Chamber society plans diverse 2007-08 season

By Mark Stryker
FREE PRESS MUSIC WRITER

March 18, 2007

The Chamber Music Society of Detroit, which has been gradually spreading its wings to present a more diverse and relevant field of artists and repertoire, takes a few more steps forward in the 2007-08 season.

Next season includes recitals by the uncommonly versatile American soprano Dawn Upshaw and the Argentine pianist Ingrid Fliter, winner of the $300,000 Gilmore Artist Award in 2006 but still a mystery to most American audiences. The season also includes notable performances of music by living composers Richard Danielpour, Bright Sheng and Elliott Carter.

Upshaw opens the main Opus 9 series in September. An inspired choice, she's known for her dramatic intensity, expressive voice and wide repertoire. She was diagnosed with breast cancer last year, and she resumed performing in February after her treatment.

In her early 30s, Fliter (FLEE-ter), who lives in Italy, was barely known on this side of the Atlantic before being anointed by the Gilmore International Keyboard Festival in Kalamazoo -- that's the competition with a stealth jury that evaluates pianists anonymously before picking a winner. Fliter performs in April on the society's Opus 3 piano series.

Two longtime favorites of Detroit audiences, the Juilliard String Quartet and Kalichstein-Laredo-Robinson Trio, return promoting contemporary composers with opposite styles.

The Juilliard will play the visceral Second String Quartet (1959), a landmark work by the ageless American high modernist Elliott Carter, who turns 99 this year.

The Kalichstein-Laredo-Robinson Trio with violist Kirsten Johnson will perform "Book of Hours" by Richard Danielpour, a co-commission by the society with eight other presenters. Detroit audiences know Danielpour's lush, neo-romantic music through his opera "Margaret Garner," given its world premiere by Michigan Opera Theatre in 2005.

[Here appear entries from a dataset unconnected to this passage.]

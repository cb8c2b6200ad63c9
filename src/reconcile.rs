//! Gap resolution for one (ticker, day).
//!
//! Every minute of the trading window is resolved against the observed bars:
//! an exact timestamp match is copied verbatim, anything else becomes a flat
//! bar carrying the close of the latest observation strictly before it. With
//! no earlier observation at all the fill value is `0.0`.

use chrono::{DateTime, NaiveDate, Utc};

use crate::model::{ExpandedPricePoint, RawPricePoint};
use crate::window::TradingWindow;

/// Fill value used when a ticker has no observation before a missing minute.
pub const NO_PRIOR_CLOSE_FILL: f64 = 0.0;

/// Build the dense series for `day`.
///
/// `raw` holds the ticker's observed bars inside the window (any order).
/// `prior_close` is the close of the latest bar strictly before the window
/// start, possibly from an earlier day.
pub fn reconcile_day(
    ticker: &str,
    day: NaiveDate,
    window: &TradingWindow,
    prior_close: Option<f64>,
    raw: &[RawPricePoint],
    run_at: DateTime<Utc>,
) -> Vec<ExpandedPricePoint> {
    let mut observed: Vec<&RawPricePoint> = raw.iter().collect();
    observed.sort_by_key(|p| p.timestamp);

    let mut out = Vec::with_capacity(window.minutes_per_day());
    let mut last_close = prior_close;
    let mut cursor = 0;

    for minute in window.minutes(day) {
        // Fold in everything strictly before this minute, including
        // bars that are off the minute grid.
        while cursor < observed.len() && observed[cursor].timestamp < minute {
            last_close = Some(observed[cursor].close);
            cursor += 1;
        }

        match observed.get(cursor).filter(|p| p.timestamp == minute) {
            Some(hit) => out.push(ExpandedPricePoint::observed(hit)),
            None => out.push(ExpandedPricePoint::synthesized(
                ticker,
                minute,
                last_close.unwrap_or(NO_PRIOR_CLOSE_FILL),
                run_at,
            )),
        }
    }

    out
}
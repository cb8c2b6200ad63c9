use anyhow::Result;

use minute_expansion::config::{Config, LoggingConfig};
use minute_expansion::scope::normalize_tickers;
use minute_expansion::{resolve_scope, Reconciler, ResolvedScope, ScopeSource};

fn init_tracing(logging: &LoggingConfig) {
    let filter = tracing_subscriber::EnvFilter::try_from_default_env().unwrap_or_else(|_| {
        logging
            .level
            .parse()
            .unwrap_or_else(|_| tracing_subscriber::EnvFilter::new("info"))
    });
    let builder = tracing_subscriber::fmt()
        .with_env_filter(filter)
        .with_writer(std::io::stderr);
    if logging.json {
        builder.with_ansi(false).json().init();
    } else {
        builder.init();
    }
}

#[tokio::main]
async fn main() -> Result<()> {
    let config = match Config::load() {
        Ok(c) => c,
        Err(e) => {
            eprintln!("Failed to load config: {:#}", e);
            eprintln!("Set EXPANSION_CONFIG_PATH or create config/default.toml");
            std::process::exit(1);
        }
    };
    init_tracing(&config.logging);

    let window = config.trading_window()?;
    let store = config.store.open();
    tracing::info!(
        store = %store.path().display(),
        window_start = %window.start(),
        window_end = %window.end(),
        max_workers = config.runtime.max_workers,
        "Starting minute expansion"
    );

    // Tickers on the command line take precedence over the control document.
    let cli_tickers = normalize_tickers(std::env::args().skip(1));
    let scope = if !cli_tickers.is_empty() {
        ResolvedScope::explicit(cli_tickers)
    } else {
        match resolve_scope(config.scope.control_path.as_deref(), &store) {
            Ok(scope) => scope,
            Err(e) => {
                tracing::error!(error = %e, "Failed to resolve scope, nothing to expand");
                ResolvedScope {
                    tickers: Vec::new(),
                    source: ScopeSource::Default {
                        reason: e.to_string(),
                    },
                }
            }
        }
    };

    let reconciler = Reconciler::new(store, window);
    let report = if config.runtime.max_workers > 1 {
        reconciler
            .run_parallel(&scope, config.runtime.max_workers)
            .await
    } else {
        let worker = reconciler.clone();
        tokio::task::spawn_blocking(move || worker.run(&scope)).await?
    };

    tracing::info!(
        run_id = %report.run_id,
        processed = report.processed.len(),
        skipped = report.skipped.len(),
        inserted = report.total_inserted(),
        corrected = report.total_corrected(),
        "Minute expansion finished"
    );
    println!("{}", serde_json::to_string_pretty(&report)?);
    Ok(())
}
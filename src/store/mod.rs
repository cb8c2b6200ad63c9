pub mod sqlite;

use std::collections::HashMap;

use chrono::{DateTime, NaiveDate, Utc};

use crate::error::Result;
use crate::model::{ExpandedPricePoint, RawPricePoint};

pub use sqlite::SqliteStore;

/// Backing store for the raw and expanded minute datasets.
///
/// Both datasets are unique on (timestamp, ticker). Expanded writes go
/// through [`PriceStore::upsert_expanded`] only, so reruns converge.
pub trait PriceStore {
    fn ensure_indexes(&self) -> Result<()>;

    fn distinct_tickers(&self) -> Result<Vec<String>>;

    /// Distinct UTC days with at least one raw bar, ascending.
    fn trading_days(&self, ticker: &str) -> Result<Vec<NaiveDate>>;

    /// Raw bars with `start <= timestamp <= end`, ascending.
    fn raw_between(
        &self,
        ticker: &str,
        start: DateTime<Utc>,
        end: DateTime<Utc>,
    ) -> Result<Vec<RawPricePoint>>;

    /// Close of the latest raw bar strictly before `at`.
    fn last_close_before(&self, ticker: &str, at: DateTime<Utc>) -> Result<Option<f64>>;

    /// Existing expanded rows in range, keyed by timestamp, valued by `imputed`.
    fn expanded_flags_between(
        &self,
        ticker: &str,
        start: DateTime<Utc>,
        end: DateTime<Utc>,
    ) -> Result<HashMap<DateTime<Utc>, bool>>;

    /// Insert or update in place. Observed rows always win; synthesized rows
    /// only refresh rows that are still imputed.
    fn upsert_expanded(&self, rows: &[ExpandedPricePoint]) -> Result<()>;

    fn expanded_between(
        &self,
        ticker: &str,
        start: DateTime<Utc>,
        end: DateTime<Utc>,
    ) -> Result<Vec<ExpandedPricePoint>>;

    fn count_expanded(&self, ticker: &str) -> Result<u64>;
}
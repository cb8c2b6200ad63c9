pub mod price;

pub use price::{ExpandedPricePoint, RawPricePoint};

Other Opus 9 concerts include the Shanghai Quartet with violinist Shmuel Ashkenasi and cellist Marc Johnson performing both of Brahms' String Sextets and a recital by star violinist Gil Shaham. Newcomer Augustin Hadelich, gold medalist of the 2006 International Violin Competition of Indianapolis, will also play.

The rest of the Opus 3 series includes piano recitals by Russian Vladimir Feltsman, who will play music by Beethoven and Mussorgsky, and Frenchman Jean-Yves Thibaudet, who will play the complete Book 2 Preludes by Debussy.